ACTIVITY =>
Copy every line from the data below in which the string "ActionTrigger" can be found.

SUPPLIED INFORMATION =>
=== Begin Enclosure ===

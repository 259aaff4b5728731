//! Links and script literals read from the page DOM.

use std::collections::HashSet;

use crate::driver::PageHandle;
use crate::error::DriverResult;
use crate::mime::TargetMedia;
use crate::patterns;

/// Links present before the click.
pub struct LinkSnapshot {
    links: HashSet<String>,
}

impl LinkSnapshot {
    pub async fn capture(page: &dyn PageHandle) -> DriverResult<Self> {
        Ok(Self::from_links(page.links().await?))
    }

    pub fn from_links(links: impl IntoIterator<Item = String>) -> Self {
        Self {
            links: links.into_iter().collect(),
        }
    }

    /// Target-looking links in `after` that were not here before, resolved
    /// against `base`, in document order.
    pub fn new_links(&self, after: &[String], base: &str, media: &TargetMedia) -> Vec<String> {
        let mut seen = HashSet::new();
        after
            .iter()
            .filter(|href| !self.links.contains(*href))
            .filter_map(|href| patterns::resolve_url(base, href))
            .filter(|url| patterns::is_target_url(url, media))
            .filter(|url| seen.insert(url.clone()))
            .collect()
    }
}

/// Target-looking URL literals in the page's inline scripts.
pub async fn script_literals(page: &dyn PageHandle, base: &str, media: &TargetMedia) -> Vec<String> {
    match page.inline_scripts().await {
        Ok(text) => patterns::extract_script_literals(&text, base, media),
        Err(e) => {
            tracing::debug!(error = %e, "Could not read inline scripts");
            Vec::new()
        }
    }
}
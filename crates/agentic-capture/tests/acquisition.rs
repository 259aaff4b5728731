//! End-to-end acquisition tests against a scripted browser.
//!
//! Time is paused, so deadlines of several seconds run instantly.

mod common;

use std::sync::atomic::Ordering;
use std::sync::Arc;
use std::time::Duration;

use agentic_capture::{
    AcquisitionCoordinator, AcquisitionRequest, ActionError, ActionTrigger, ArtifactStore,
    BrowserDriver, BrowsingContext, CaptureConfig, CaptureError, Locator, PageHandle,
    PersistTarget, Strategy, StrategyPolicy,
};
use futures::StreamExt;
use tokio::time::Instant;

use common::{handles, Effect, FakeDriver, FakeElement, Resource, PDF};

// ─────────────────────── helpers ───────────────────────

const APP: &str = "https://portal.test/app";

fn coordinator(driver: &Arc<FakeDriver>) -> AcquisitionCoordinator {
    AcquisitionCoordinator::new(
        Arc::clone(driver) as Arc<dyn BrowserDriver>,
        ArtifactStore::new(),
        CaptureConfig::default(),
    )
}

fn request(text: &str, wait_ms: u64, policy: StrategyPolicy) -> AcquisitionRequest {
    AcquisitionRequest::new(
        ActionTrigger::new(Locator::text(text), Duration::from_millis(wait_ms)),
        policy,
    )
}

fn ms(n: u64) -> Duration {
    Duration::from_millis(n)
}

// ─────────────────────── scenarios ───────────────────────

#[tokio::test(start_paused = true)]
async fn test_certificate_opens_in_new_tab() {
    let driver = Arc::new(FakeDriver::new());
    let page = driver.open_page(
        APP,
        vec![FakeElement::button("Download Certificate").with(Effect::NewPage {
            after: ms(400),
            url: "https://portal.test/certificates/8812".into(),
            content_type: "application/pdf".into(),
            bytes: PDF.to_vec(),
        })],
    );
    let (context, page) = handles(&driver, &page);
    let engine = coordinator(&driver);

    let report = engine
        .acquire(
            &context,
            &page,
            request("Download Certificate", 20_000, StrategyPolicy::capture()).with_name("certificate"),
        )
        .await
        .unwrap();

    assert_eq!(report.strategy, Strategy::NewPage);
    assert_eq!(report.source_url.as_deref(), Some("https://portal.test/certificates/8812"));
    let stored = engine.store().get("certificate").unwrap();
    assert_eq!(stored.mime_type, "application/pdf");
    assert_eq!(stored.bytes, PDF);
    assert_eq!(driver.auxiliary_contexts(), 0);
}

#[tokio::test(start_paused = true)]
async fn test_export_resolves_through_cloned_session() {
    let driver = Arc::new(FakeDriver::new());
    let export = "https://portal.test/export?format=pdf";
    driver.world.serve(export, Resource::pdf().requiring("session"));
    driver.primary().set_cookie("session", "abc123");
    let page = driver.open_page(
        APP,
        vec![FakeElement::button("Export").with(Effect::Response {
            after: ms(300),
            url: export.into(),
            status: 200,
            content_type: "application/pdf".into(),
        })],
    );
    let (context, page) = handles(&driver, &page);
    let engine = coordinator(&driver);

    let report = engine
        .acquire(&context, &page, request("Export", 3_000, StrategyPolicy::capture()))
        .await
        .unwrap();

    assert_eq!(report.strategy, Strategy::NetworkResponse);
    assert_eq!(report.source_url.as_deref(), Some(export));
    let artifact = report.artifact.unwrap();
    assert_eq!(artifact.mime_type, "application/pdf");
    assert_eq!(artifact.size, PDF.len());
    assert!(driver.world.aux_created.load(Ordering::SeqCst) >= 1);
    assert_eq!(driver.auxiliary_contexts(), 0);
}

// ─────────────────────── ranking and timing ───────────────────────

#[tokio::test(start_paused = true)]
async fn test_download_before_deadline_wins() {
    let driver = Arc::new(FakeDriver::new());
    let page = driver.open_page(
        APP,
        vec![FakeElement::button("Get PDF")
            .with(Effect::Download {
                after: ms(1_000),
                url: "https://portal.test/files/statement.pdf".into(),
                filename: "statement.pdf".into(),
                bytes: PDF.to_vec(),
                takes: ms(200),
            })
            .with(Effect::NewPage {
                after: ms(1_200),
                url: "https://portal.test/viewer".into(),
                content_type: "text/html".into(),
                bytes: b"<html></html>".to_vec(),
            })],
    );
    let (context, page) = handles(&driver, &page);
    let engine = coordinator(&driver);

    let report = engine
        .acquire(&context, &page, request("Get PDF", 20_000, StrategyPolicy::capture()))
        .await
        .unwrap();

    assert_eq!(report.strategy, Strategy::NativeDownload);
    let artifact = report.artifact.unwrap();
    assert_eq!(artifact.name, "statement.pdf");
    assert_eq!(artifact.mime_type, "application/pdf");
    assert!(report.elapsed_ms < 20_000);
}

#[tokio::test(start_paused = true)]
async fn test_hook_exits_race_early() {
    let driver = Arc::new(FakeDriver::new());
    let target = "https://portal.test/files/report.pdf";
    driver.world.serve(target, Resource::pdf());
    let page = driver.open_page(
        APP,
        vec![FakeElement::button("Open report").with(Effect::Hook {
            after: ms(300),
            url: target.into(),
        })],
    );
    let (context, page) = handles(&driver, &page);
    let engine = coordinator(&driver);

    let started = Instant::now();
    let report = engine
        .acquire(
            &context,
            &page,
            request("Open report", 20_000, StrategyPolicy::capture()).with_name("report"),
        )
        .await
        .unwrap();

    assert_eq!(report.strategy, Strategy::HookedUrl);
    assert!(started.elapsed() < ms(20_000));
    let stored = engine.store().get("report").unwrap();
    assert_eq!(stored.bytes, PDF);
    assert_eq!(stored.mime_type, "application/pdf");
    assert_eq!(driver.auxiliary_contexts(), 0);
}

#[tokio::test(start_paused = true)]
async fn test_no_signal_fails_after_deadline() {
    let driver = Arc::new(FakeDriver::new());
    let page = driver.open_page(APP, vec![FakeElement::button("Nothing")]);
    let (context, page) = handles(&driver, &page);
    let engine = coordinator(&driver);

    let started = Instant::now();
    let err = engine
        .acquire(&context, &page, request("Nothing", 5_000, StrategyPolicy::force_download()))
        .await
        .unwrap_err();

    assert!(matches!(err, CaptureError::NoArtifactFound { best_url: None, .. }));
    assert_eq!(err.kind(), "no_artifact_found");
    assert!(started.elapsed() >= ms(5_000));
    assert!(started.elapsed() <= ms(5_500));
    assert!(engine.store().is_empty());
}

#[tokio::test(start_paused = true)]
async fn test_current_page_redirect() {
    let driver = Arc::new(FakeDriver::new());
    let page = driver.open_page(
        APP,
        vec![FakeElement::button("View").with(Effect::Navigate {
            after: ms(200),
            url: "https://portal.test/view/notice.pdf".into(),
            content_type: "application/pdf".into(),
            bytes: PDF.to_vec(),
        })],
    );
    let (context, handle) = handles(&driver, &page);
    let engine = coordinator(&driver);

    let report = engine
        .acquire(&context, &handle, request("View", 2_000, StrategyPolicy::capture()))
        .await
        .unwrap();

    assert_eq!(report.strategy, Strategy::CurrentPageRedirect);
    assert_eq!(report.source_url.as_deref(), Some("https://portal.test/view/notice.pdf"));
    assert!(!page.state.closed.load(Ordering::SeqCst));
}

#[tokio::test(start_paused = true)]
async fn test_dom_link_found_after_click() {
    let driver = Arc::new(FakeDriver::new());
    driver
        .world
        .serve("https://portal.test/files/invoice-2291.pdf", Resource::pdf());
    let page = driver.open_page(
        APP,
        vec![FakeElement::button("Generate").with(Effect::AddLink {
            after: ms(500),
            href: "/files/invoice-2291.pdf".into(),
        })],
    );
    let (context, page) = handles(&driver, &page);
    let engine = coordinator(&driver);

    let report = engine
        .acquire(&context, &page, request("Generate", 2_000, StrategyPolicy::force_download()))
        .await
        .unwrap();

    assert_eq!(report.strategy, Strategy::DomLink);
    assert_eq!(
        report.source_url.as_deref(),
        Some("https://portal.test/files/invoice-2291.pdf")
    );
    assert_eq!(driver.auxiliary_contexts(), 0);
}

#[tokio::test(start_paused = true)]
async fn test_script_literal_fallback() {
    let driver = Arc::new(FakeDriver::new());
    driver
        .world
        .serve("https://portal.test/static/terms.pdf", Resource::pdf());
    let page = driver.open_page(APP, vec![FakeElement::button("Terms")]);
    page.set_scripts("window.termsUrl = '/static/terms.pdf';");
    let (context, page) = handles(&driver, &page);
    let engine = coordinator(&driver);

    let report = engine
        .acquire(&context, &page, request("Terms", 1_000, StrategyPolicy::force_download()))
        .await
        .unwrap();

    assert_eq!(report.strategy, Strategy::ScriptLiteral);
}

// ─────────────────────── failure modes ───────────────────────

#[tokio::test(start_paused = true)]
async fn test_missing_trigger() {
    let driver = Arc::new(FakeDriver::new());
    let page = driver.open_page(APP, vec![FakeElement::button("Export")]);
    let (context, page) = handles(&driver, &page);
    let engine = coordinator(&driver);

    let err = engine
        .acquire(&context, &page, request("Import", 5_000, StrategyPolicy::capture()))
        .await
        .unwrap_err();

    assert!(matches!(
        err,
        CaptureError::Action(ActionError::TargetNotFound(_))
    ));
    assert_eq!(err.kind(), "target_not_found");
    assert_eq!(driver.world.performs.load(Ordering::SeqCst), 1);
    assert_eq!(driver.auxiliary_contexts(), 0);
}
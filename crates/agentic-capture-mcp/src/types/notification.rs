//! Notifications the server sends on its own.

use super::message::JsonRpcNotification;

pub const RESOURCE_LIST_CHANGED: &str = "notifications/resources/list_changed";

/// Sent after each artifact write so the client re-lists resources.
pub fn resource_list_changed() -> JsonRpcNotification {
    JsonRpcNotification::new(RESOURCE_LIST_CHANGED, None)
}
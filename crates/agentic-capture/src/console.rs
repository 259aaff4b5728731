//! Bounded buffer of page console output.

use std::collections::VecDeque;
use std::sync::Arc;

use tokio::sync::Mutex;

use crate::types::ConsoleEntry;

pub const DEFAULT_CONSOLE_CAPACITY: usize = 500;

/// Keeps the most recent console lines; older ones are dropped first.
#[derive(Clone)]
pub struct ConsoleLog {
    lines: Arc<Mutex<VecDeque<ConsoleEntry>>>,
    capacity: usize,
}

impl ConsoleLog {
    pub fn new(capacity: usize) -> Self {
        Self {
            lines: Arc::new(Mutex::new(VecDeque::with_capacity(capacity.min(1024)))),
            capacity: capacity.max(1),
        }
    }

    pub async fn push(&self, entry: ConsoleEntry) {
        let mut lines = self.lines.lock().await;
        while lines.len() >= self.capacity {
            lines.pop_front();
        }
        lines.push_back(entry);
    }

    pub async fn snapshot(&self) -> Vec<ConsoleEntry> {
        self.lines.lock().await.iter().cloned().collect()
    }

    /// One `[level] text` line per entry.
    pub async fn render(&self) -> String {
        self.lines
            .lock()
            .await
            .iter()
            .map(|e| format!("{} [{}] {}", e.timestamp.format("%H:%M:%S%.3f"), e.level, e.text))
            .collect::<Vec<_>>()
            .join("\n")
    }

    pub async fn len(&self) -> usize {
        self.lines.lock().await.len()
    }
}

impl Default for ConsoleLog {
    fn default() -> Self {
        Self::new(DEFAULT_CONSOLE_CAPACITY)
    }
}
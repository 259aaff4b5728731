//! Newline-delimited JSON framing.

use serde_json::Value;

use crate::types::{JsonRpcMessage, McpError, McpResult};

/// Malformed JSON is a parse error; well-formed JSON that is not a
/// JSON-RPC message is an invalid request.
pub fn parse_message(line: &str) -> McpResult<JsonRpcMessage> {
    let trimmed = line.trim();
    if trimmed.is_empty() {
        return Err(McpError::ParseError("Empty message".to_string()));
    }
    let value: Value =
        serde_json::from_str(trimmed).map_err(|e| McpError::ParseError(e.to_string()))?;
    if !value.is_object() {
        return Err(McpError::InvalidRequest(
            "message must be a JSON object".to_string(),
        ));
    }
    serde_json::from_value(value).map_err(|e| McpError::InvalidRequest(e.to_string()))
}

/// One JSON document followed by `\n`.
pub fn frame_message(value: &impl serde::Serialize) -> McpResult<String> {
    let mut json = serde_json::to_string(value)?;
    json.push('\n');
    Ok(json)
}

#[cfg(test)]
mod tests {
    use super::*;

    #[test]
    fn test_frame_is_single_line() {
        let framed = frame_message(&serde_json::json!({"a": "x\ny"})).unwrap();
        assert_eq!(framed.matches('\n').count(), 1);
        assert!(framed.ends_with('\n'));
    }

    #[test]
    fn test_parse_error_kinds() {
        assert!(matches!(parse_message("   "), Err(McpError::ParseError(_))));
        assert!(matches!(parse_message("{not json}"), Err(McpError::ParseError(_))));
        assert!(matches!(parse_message("[1, 2]"), Err(McpError::InvalidRequest(_))));
        assert!(matches!(
            parse_message(r#"{"jsonrpc": "2.0", "id": 3}"#),
            Err(McpError::InvalidRequest(_))
        ));
        assert!(matches!(
            parse_message(r#"{"jsonrpc": "2.0", "id": 3, "method": "ping"}"#),
            Ok(JsonRpcMessage::Request(_))
        ));
    }
}
//! Checks applied to a request before it is dispatched.

use serde_json::Value;

use crate::types::{JsonRpcRequest, McpError, McpResult, JSONRPC_VERSION};

pub fn validate_request(request: &JsonRpcRequest) -> McpResult<()> {
    if request.jsonrpc != JSONRPC_VERSION {
        return Err(McpError::InvalidRequest(format!(
            "Expected jsonrpc version \"{JSONRPC_VERSION}\", got \"{}\"",
            request.jsonrpc
        )));
    }
    if request.method.trim().is_empty() {
        return Err(McpError::InvalidRequest(
            "Method name must not be empty".to_string(),
        ));
    }
    match &request.params {
        None | Some(Value::Null) | Some(Value::Object(_)) => Ok(()),
        Some(Value::Array(_)) => Err(McpError::InvalidParams(
            "positional params are not supported".to_string(),
        )),
        Some(_) => Err(McpError::InvalidRequest(
            "params must be an object".to_string(),
        )),
    }
}
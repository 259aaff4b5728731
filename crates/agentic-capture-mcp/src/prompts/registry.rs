//! Prompt registration and dispatch.

use std::sync::Arc;

use serde_json::Value;

use crate::session::CaptureSessionManager;
use crate::types::{McpError, McpResult, PromptArgument, PromptDefinition, PromptGetResult};

use super::{download_document, recover_download};

pub struct PromptRegistry;

impl PromptRegistry {
    pub fn list_prompts() -> Vec<PromptDefinition> {
        vec![
            PromptDefinition {
                name: "download_document".to_string(),
                description: "Guide for fetching a file behind a button on a web page".to_string(),
                arguments: vec![
                    PromptArgument::required("url", "Page holding the trigger"),
                    PromptArgument::required("button_text", "Visible text of the trigger"),
                    PromptArgument::optional("file_type", "Expected file type (default pdf)"),
                ],
            },
            PromptDefinition {
                name: "recover_download".to_string(),
                description: "Guide for retrying a capture that failed".to_string(),
                arguments: vec![PromptArgument::optional(
                    "best_url",
                    "Best known URL reported by the failed call",
                )],
            },
        ]
    }

    pub fn get(
        name: &str,
        arguments: Option<Value>,
        session: &Arc<CaptureSessionManager>,
    ) -> McpResult<PromptGetResult> {
        let args = arguments.unwrap_or(Value::Object(serde_json::Map::new()));

        match name {
            "download_document" => download_document::expand(args, session),
            "recover_download" => recover_download::expand(args),
            _ => Err(McpError::PromptNotFound(name.to_string())),
        }
    }
}
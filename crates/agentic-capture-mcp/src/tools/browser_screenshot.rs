//! Tool: browser_screenshot. PNG of the primary page, kept as an artifact.

use std::sync::Arc;

use serde::Deserialize;
use serde_json::{json, Value};

use crate::session::CaptureSessionManager;
use crate::types::{McpError, McpResult, ToolCallResult, ToolContent, ToolDefinition};

#[derive(Debug, Deserialize)]
struct ScreenshotParams {
    #[serde(default)]
    name: Option<String>,
}

pub fn definition() -> ToolDefinition {
    ToolDefinition::new(
        "browser_screenshot",
        "Take a screenshot of the current page",
        json!({
            "type": "object",
            "properties": {
                "name": { "type": "string", "description": "Artifact name for the PNG" }
            }
        }),
    )
}

pub async fn execute(
    args: Value,
    session: &Arc<CaptureSessionManager>,
) -> McpResult<ToolCallResult> {
    let params: ScreenshotParams =
        serde_json::from_value(args).map_err(|e| McpError::InvalidParams(e.to_string()))?;
    let name = params
        .name
        .filter(|n| !n.trim().is_empty())
        .unwrap_or_else(|| format!("screenshot-{}.png", &uuid::Uuid::new_v4().simple().to_string()[..8]));

    match session.screenshot(&name).await {
        Ok((bytes, stored)) => Ok(ToolCallResult::text(format!(
            "Saved screenshot as artifact://{} ({} bytes)",
            stored.name, stored.size
        ))
        .with(ToolContent::image(&bytes, "image/png"))),
        Err(e) => Ok(super::failure("Screenshot", &e)),
    }
}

=== End Enclosure ===

RESULT =>
    AcquisitionCoordinator, AcquisitionRequest, ActionError, ActionTrigger, ArtifactStore,
        ActionTrigger::new(Locator::text(text), Duration::from_millis(wait_ms)),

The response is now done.